#### [WHAT TO WORK ON]
From the line below that contains "let hi = vcvt_high_f64_f32(self.sum_of_d2);" to the line that contains "assert_eq!(reduce_sum_of_x_as_f64(lanes), 16777223.0);", repeat every line exactly, both ends included, and nothing else.

[[ RECORDS FOR THE EXERCISE, beginning ]]

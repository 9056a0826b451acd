// This software is licensed under a dual license model:
//
// GNU Affero General Public License v3 (AGPLv3): You may use, modify, and
// distribute this software under the terms of the AGPLv3.
//
// Elastic License v2 (ELv2): You may also use, modify, and distribute this
// software under the Elastic License v2, which has specific restrictions.
//
// We welcome any commercial collaboration or support. For inquiries
// regarding the licenses, please contact us at:
// vectorchord-inquiry@tensorchord.ai
//
// Copyright (c) 2025 TensorChord Inc.

//! Running `max |d|` and `sum d²` over pairs of lanes.
//!
//! Positions whose two inputs have identical bits contribute a zero
//! difference, so equal NaNs and equal infinities never poison the result.
//! A NaN difference between two different inputs is skipped by the maximum
//! and propagates into the sum.

use crate::lane::Lane;

/// Pairwise maximum, halving the width until one value remains.
#[inline(always)]
pub fn reduce_max_of_x<const W: usize>(mut v: Lane<W>) -> f32 {
    const { assert!(W.is_power_of_two()) };
    let mut width = W;
    while width > 1 {
        width /= 2;
        for i in 0..width {
            v[i] = v[i].max(v[i + width]);
        }
    }
    v[0]
}

/// Widens every lane to `f64`, then adds pairwise, halving the width.
#[inline(always)]
pub fn reduce_sum_of_x_as_f64<const W: usize>(v: Lane<W>) -> f64 {
    const { assert!(W.is_power_of_two()) };
    let mut s = v.map(f64::from);
    let mut width = W;
    while width > 1 {
        width /= 2;
        for i in 0..width {
            s[i] += s[i + width];
        }
    }
    s[0]
}

#[derive(Debug, Clone, Copy)]
pub struct DiffAcc<const W: usize> {
    max_abs: Lane<W>,
    sum_of_d2: Lane<W>,
}

impl<const W: usize> Default for DiffAcc<W> {
    fn default() -> Self {
        Self::new()
    }
}

impl<const W: usize> DiffAcc<W> {
    #[inline(always)]
    pub fn new() -> Self {
        Self {
            max_abs: [0.0; W],
            sum_of_d2: [0.0; W],
        }
    }

    #[inline(always)]
    pub fn add(&mut self, a: Lane<W>, b: Lane<W>) {
        for i in 0..W {
            let d = if a[i].to_bits() == b[i].to_bits() {
                0.0
            } else {
                b[i] - a[i]
            };
            self.sum_of_d2[i] += d * d;
            self.max_abs[i] = d.abs().max(self.max_abs[i]);
        }
    }

    /// Returns `(max |d|, sum d²)`.
    #[inline(always)]
    pub fn reduce(self) -> (f32, f64) {
        (
            reduce_max_of_x(self.max_abs),
            reduce_sum_of_x_as_f64(self.sum_of_d2),
        )
    }
}

#[cfg(target_arch = "x86_64")]
mod x86_64 {
    use crate::emulate::*;
    use core::arch::x86_64::*;

    pub struct DiffAccV4 {
        max_abs: __m512,
        sum_of_d2: __m512,
    }

    #[allow(clippy::new_without_default)]
    impl DiffAccV4 {
        #[inline]
        #[crate::target_cpu(enable = "v4")]
        pub fn new() -> Self {
            Self {
                max_abs: _mm512_setzero_ps(),
                sum_of_d2: _mm512_setzero_ps(),
            }
        }

        #[inline]
        #[crate::target_cpu(enable = "v4")]
        pub fn add(&mut self, a: __m512, b: __m512) {
            let d = _mm512_sub_ps(b, a);
            let eq = _mm512_cmpeq_epi32_mask(_mm512_castps_si512(a), _mm512_castps_si512(b));
            let d = _mm512_maskz_mov_ps(!eq, d);
            self.sum_of_d2 = _mm512_fmadd_ps(d, d, self.sum_of_d2);
            self.max_abs = _mm512_max_ps(_mm512_abs_ps(d), self.max_abs);
        }

        #[inline]
        #[crate::target_cpu(enable = "v4")]
        pub fn reduce(self) -> (f32, f64) {
            (
                _mm512_reduce_max_ps(self.max_abs),
                emulate_mm512_reduce_add_ps_as_pd(self.sum_of_d2),
            )
        }
    }

    pub struct DiffAccV3 {
        max_abs: __m256,
        sum_of_d2: __m256,
    }

    #[allow(clippy::new_without_default)]
    impl DiffAccV3 {
        #[inline]
        #[crate::target_cpu(enable = "v3")]
        pub fn new() -> Self {
            Self {
                max_abs: _mm256_setzero_ps(),
                sum_of_d2: _mm256_setzero_ps(),
            }
        }

        #[inline]
        #[crate::target_cpu(enable = "v3")]
        pub fn add(&mut self, a: __m256, b: __m256) {
            let d = _mm256_sub_ps(b, a);
            let eq = _mm256_cmpeq_epi32(_mm256_castps_si256(a), _mm256_castps_si256(b));
            let d = _mm256_andnot_ps(_mm256_castsi256_ps(eq), d);
            self.sum_of_d2 = _mm256_fmadd_ps(d, d, self.sum_of_d2);
            let abs = _mm256_andnot_ps(_mm256_set1_ps(-0.0), d);
            // maxps returns the second operand when either is NaN
            self.max_abs = _mm256_max_ps(abs, self.max_abs);
        }

        #[inline]
        #[crate::target_cpu(enable = "v3")]
        pub fn reduce(self) -> (f32, f64) {
            (
                emulate_mm256_reduce_max_ps(self.max_abs),
                emulate_mm256_reduce_add_ps_as_pd(self.sum_of_d2),
            )
        }
    }

    pub struct DiffAccV2 {
        max_abs: __m128,
        sum_of_d2: __m128,
    }

    #[allow(clippy::new_without_default)]
    impl DiffAccV2 {
        #[inline]
        #[crate::target_cpu(enable = "v2")]
        pub fn new() -> Self {
            Self {
                max_abs: _mm_setzero_ps(),
                sum_of_d2: _mm_setzero_ps(),
            }
        }

        #[inline]
        #[crate::target_cpu(enable = "v2")]
        pub fn add(&mut self, a: __m128, b: __m128) {
            let d = _mm_sub_ps(b, a);
            let eq = _mm_cmpeq_epi32(_mm_castps_si128(a), _mm_castps_si128(b));
            let d = _mm_andnot_ps(_mm_castsi128_ps(eq), d);
            self.sum_of_d2 = _mm_add_ps(_mm_mul_ps(d, d), self.sum_of_d2);
            let abs = _mm_andnot_ps(_mm_set1_ps(-0.0), d);
            self.max_abs = _mm_max_ps(abs, self.max_abs);
        }

        #[inline]
        #[crate::target_cpu(enable = "v2")]
        pub fn reduce(self) -> (f32, f64) {
            (
                emulate_mm_reduce_max_ps(self.max_abs),
                emulate_mm_reduce_add_ps_as_pd(self.sum_of_d2),
            )
        }
    }
}

#[cfg(target_arch = "x86_64")]
pub use x86_64::{DiffAccV2, DiffAccV3, DiffAccV4};

#[cfg(target_arch = "aarch64")]
mod aarch64 {
    use core::arch::aarch64::*;

    pub struct DiffAccA2 {
        max_abs: float32x4_t,
        sum_of_d2: float32x4_t,
    }

    #[allow(clippy::new_without_default)]
    impl DiffAccA2 {
        #[inline]
        #[crate::target_cpu(enable = "a2")]
        pub fn new() -> Self {
            Self {
                max_abs: vdupq_n_f32(0.0),
                sum_of_d2: vdupq_n_f32(0.0),
            }
        }

        #[inline]
        #[crate::target_cpu(enable = "a2")]
        pub fn add(&mut self, a: float32x4_t, b: float32x4_t) {
            let d = vsubq_f32(b, a);
            let eq = vceqq_u32(vreinterpretq_u32_f32(a), vreinterpretq_u32_f32(b));
            let d = vreinterpretq_f32_u32(vbicq_u32(vreinterpretq_u32_f32(d), eq));
            self.sum_of_d2 = vfmaq_f32(self.sum_of_d2, d, d);
            self.max_abs = vmaxnmq_f32(self.max_abs, vabsq_f32(d));
        }

        #[inline]
        #[crate::target_cpu(enable = "a2")]
        pub fn reduce(self) -> (f32, f64) {
            let lo = vcvt_f64_f32(vget_low_f32(self.sum_of_d2));
            let hi = vcvt_high_f64_f32(self.sum_of_d2);
            (vmaxnmvq_f32(self.max_abs), vaddvq_f64(vaddq_f64(hi, lo)))
        }
    }
}

#[cfg(target_arch = "aarch64")]
pub use aarch64::DiffAccA2;

#[test]
fn reduce_sum_of_x_as_f64_widens_first() {
    let mut lanes = [1.0f32; 8];
    lanes[0] = 16777216.0;
    assert_eq!(reduce_sum_of_x_as_f64(lanes), 16777223.0);
    assert_eq!(reduce_max_of_x(lanes), 16777216.0);
    assert_eq!(reduce_max_of_x([0.5f32, 3.0, -9.0, 2.0]), 3.0);
}

#[test]
fn diff_acc_masks_identical_bits() {
    let mut acc = DiffAcc::<4>::new();
    let a = [f32::NAN, f32::INFINITY, f32::NEG_INFINITY, 1.0];
    let b = [f32::NAN, f32::INFINITY, f32::NEG_INFINITY, 1.5];
    acc.add(a, b);
    let (max, sum) = acc.reduce();
    assert_eq!(max, 0.5);
    assert_eq!(sum, 0.25);
}

#[test]
fn diff_acc_signed_zero() {
    let mut acc = DiffAcc::<4>::new();
    acc.add([0.0, -0.0, 0.0, 0.0], [-0.0, 0.0, 0.0, 0.0]);
    let (max, sum) = acc.reduce();
    assert_eq!(max.to_bits(), 0.0f32.to_bits());
    assert_eq!(sum, 0.0);
}

#[test]
fn diff_acc_distinct_nan() {
    let mut acc = DiffAcc::<4>::new();
    acc.add([f32::NAN, 1.0, 0.0, 0.0], [2.0, 3.0, 0.0, 0.0]);
    let (max, sum) = acc.reduce();
    assert_eq!(max, 2.0);
    assert!(sum.is_nan());
}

[[ RECORDS FOR THE EXERCISE, end ]]

#### [RESPONSE FOR THIS EXERCISE]
            let hi = vcvt_high_f64_f32(self.sum_of_d2);
            (vmaxnmvq_f32(self.max_abs), vaddvq_f64(vaddq_f64(hi, lo)))
        }
    }
}

#[cfg(target_arch = "aarch64")]
pub use aarch64::DiffAccA2;

#[test]
fn reduce_sum_of_x_as_f64_widens_first() {
    let mut lanes = [1.0f32; 8];
    lanes[0] = 16777216.0;
    assert_eq!(reduce_sum_of_x_as_f64(lanes), 16777223.0);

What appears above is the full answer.